--- RECORD EXCERPTS Enclosed Below ---

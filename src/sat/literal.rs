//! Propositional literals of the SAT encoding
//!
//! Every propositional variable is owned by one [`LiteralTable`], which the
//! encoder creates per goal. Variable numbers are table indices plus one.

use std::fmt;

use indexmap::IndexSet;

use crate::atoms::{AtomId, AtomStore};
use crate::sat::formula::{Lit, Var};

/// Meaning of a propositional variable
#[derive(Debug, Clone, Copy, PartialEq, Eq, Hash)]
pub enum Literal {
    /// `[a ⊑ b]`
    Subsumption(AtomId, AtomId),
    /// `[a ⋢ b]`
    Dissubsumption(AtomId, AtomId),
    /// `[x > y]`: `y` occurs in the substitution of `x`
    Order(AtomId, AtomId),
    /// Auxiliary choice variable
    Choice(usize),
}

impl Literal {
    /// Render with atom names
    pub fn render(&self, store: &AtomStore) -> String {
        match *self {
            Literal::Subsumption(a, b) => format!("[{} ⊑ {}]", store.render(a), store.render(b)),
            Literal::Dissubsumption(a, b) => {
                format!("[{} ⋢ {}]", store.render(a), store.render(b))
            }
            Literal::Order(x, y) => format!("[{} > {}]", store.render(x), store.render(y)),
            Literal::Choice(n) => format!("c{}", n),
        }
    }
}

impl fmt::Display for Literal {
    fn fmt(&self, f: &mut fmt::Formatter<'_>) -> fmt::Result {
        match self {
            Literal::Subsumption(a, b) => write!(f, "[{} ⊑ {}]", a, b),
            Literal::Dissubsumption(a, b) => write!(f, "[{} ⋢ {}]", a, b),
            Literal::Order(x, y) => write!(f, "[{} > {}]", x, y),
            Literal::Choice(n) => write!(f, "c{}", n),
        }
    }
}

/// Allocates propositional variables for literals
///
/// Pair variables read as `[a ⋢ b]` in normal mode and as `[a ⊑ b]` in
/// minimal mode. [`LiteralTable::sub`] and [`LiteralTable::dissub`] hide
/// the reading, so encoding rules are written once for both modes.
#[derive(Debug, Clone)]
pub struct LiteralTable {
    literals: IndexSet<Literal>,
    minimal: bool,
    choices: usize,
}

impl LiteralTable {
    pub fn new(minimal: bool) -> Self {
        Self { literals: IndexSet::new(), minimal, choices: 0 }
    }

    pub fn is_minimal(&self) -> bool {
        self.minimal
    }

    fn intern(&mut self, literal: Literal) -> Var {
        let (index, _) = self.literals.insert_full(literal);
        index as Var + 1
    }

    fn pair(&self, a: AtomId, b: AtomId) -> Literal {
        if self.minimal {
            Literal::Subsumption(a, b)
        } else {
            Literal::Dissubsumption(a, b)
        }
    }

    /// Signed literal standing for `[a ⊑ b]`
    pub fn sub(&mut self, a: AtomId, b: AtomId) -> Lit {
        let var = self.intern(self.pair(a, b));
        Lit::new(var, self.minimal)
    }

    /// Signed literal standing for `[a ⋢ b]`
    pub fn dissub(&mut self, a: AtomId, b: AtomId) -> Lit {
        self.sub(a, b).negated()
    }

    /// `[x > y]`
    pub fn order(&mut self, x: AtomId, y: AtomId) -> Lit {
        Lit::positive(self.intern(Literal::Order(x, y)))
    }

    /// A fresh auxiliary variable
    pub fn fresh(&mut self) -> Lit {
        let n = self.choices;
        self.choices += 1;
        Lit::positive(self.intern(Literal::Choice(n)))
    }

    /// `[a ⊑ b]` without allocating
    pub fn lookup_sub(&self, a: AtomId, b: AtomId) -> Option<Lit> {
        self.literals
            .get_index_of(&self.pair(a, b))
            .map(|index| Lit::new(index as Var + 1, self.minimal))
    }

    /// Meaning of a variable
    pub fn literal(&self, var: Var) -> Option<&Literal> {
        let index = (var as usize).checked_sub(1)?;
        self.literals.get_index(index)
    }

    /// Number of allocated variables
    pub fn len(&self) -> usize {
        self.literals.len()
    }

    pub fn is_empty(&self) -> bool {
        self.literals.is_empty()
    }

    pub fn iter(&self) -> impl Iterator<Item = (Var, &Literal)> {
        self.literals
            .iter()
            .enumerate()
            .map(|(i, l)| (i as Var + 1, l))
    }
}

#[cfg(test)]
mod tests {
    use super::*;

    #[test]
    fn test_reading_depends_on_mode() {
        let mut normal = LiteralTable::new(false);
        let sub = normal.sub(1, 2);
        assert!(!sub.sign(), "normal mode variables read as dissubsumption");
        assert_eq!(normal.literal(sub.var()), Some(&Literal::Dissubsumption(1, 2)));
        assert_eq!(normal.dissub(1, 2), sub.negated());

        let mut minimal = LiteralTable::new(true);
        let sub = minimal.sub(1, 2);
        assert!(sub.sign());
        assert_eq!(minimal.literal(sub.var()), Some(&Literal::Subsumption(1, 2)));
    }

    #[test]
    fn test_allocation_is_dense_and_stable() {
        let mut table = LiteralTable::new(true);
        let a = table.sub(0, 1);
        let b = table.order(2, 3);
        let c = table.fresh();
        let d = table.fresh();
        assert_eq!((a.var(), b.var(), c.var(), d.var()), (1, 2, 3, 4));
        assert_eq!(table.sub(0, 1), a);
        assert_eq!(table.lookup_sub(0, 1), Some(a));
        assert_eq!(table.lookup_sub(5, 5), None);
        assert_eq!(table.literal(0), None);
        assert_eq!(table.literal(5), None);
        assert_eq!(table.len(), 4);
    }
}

--- End of Enclosed RECORD EXCERPTS ---
--- RECORD EXCERPTS Enclosed Below ---

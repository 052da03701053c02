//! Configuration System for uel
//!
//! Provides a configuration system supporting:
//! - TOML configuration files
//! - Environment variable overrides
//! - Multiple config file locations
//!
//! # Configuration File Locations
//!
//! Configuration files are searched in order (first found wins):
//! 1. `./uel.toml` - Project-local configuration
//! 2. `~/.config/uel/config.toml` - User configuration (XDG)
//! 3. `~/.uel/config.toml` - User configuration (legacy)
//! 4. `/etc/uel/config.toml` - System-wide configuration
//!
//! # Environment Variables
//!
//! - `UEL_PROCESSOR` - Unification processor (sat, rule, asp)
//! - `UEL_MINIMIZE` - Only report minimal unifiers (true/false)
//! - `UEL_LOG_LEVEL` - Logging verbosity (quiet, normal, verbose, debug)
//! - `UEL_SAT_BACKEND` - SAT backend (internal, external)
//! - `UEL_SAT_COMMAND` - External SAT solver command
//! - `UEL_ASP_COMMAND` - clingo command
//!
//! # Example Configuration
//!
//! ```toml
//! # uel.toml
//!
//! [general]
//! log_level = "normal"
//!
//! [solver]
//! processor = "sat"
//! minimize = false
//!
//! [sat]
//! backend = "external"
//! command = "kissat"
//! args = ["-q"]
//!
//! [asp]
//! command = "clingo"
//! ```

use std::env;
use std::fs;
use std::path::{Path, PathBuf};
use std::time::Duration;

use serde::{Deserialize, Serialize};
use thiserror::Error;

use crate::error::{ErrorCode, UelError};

--- End of Enclosed RECORD EXCERPTS ---

Could you restate word for word the lines above, from the one that contains "Auxiliary choice variable" through the one that contains "impl fmt::Display for", and no others?

EXERCISE RESPONSE -
    /// Auxiliary choice variable
    Choice(usize),
}

impl Literal {
    /// Render with atom names
    pub fn render(&self, store: &AtomStore) -> String {
        match *self {
            Literal::Subsumption(a, b) => format!("[{} ⊑ {}]", store.render(a), store.render(b)),
            Literal::Dissubsumption(a, b) => {
                format!("[{} ⋢ {}]", store.render(a), store.render(b))
            }
            Literal::Order(x, y) => format!("[{} > {}]", store.render(x), store.render(y)),
            Literal::Choice(n) => format!("c{}", n),
        }
    }
}

impl fmt::Display for Literal {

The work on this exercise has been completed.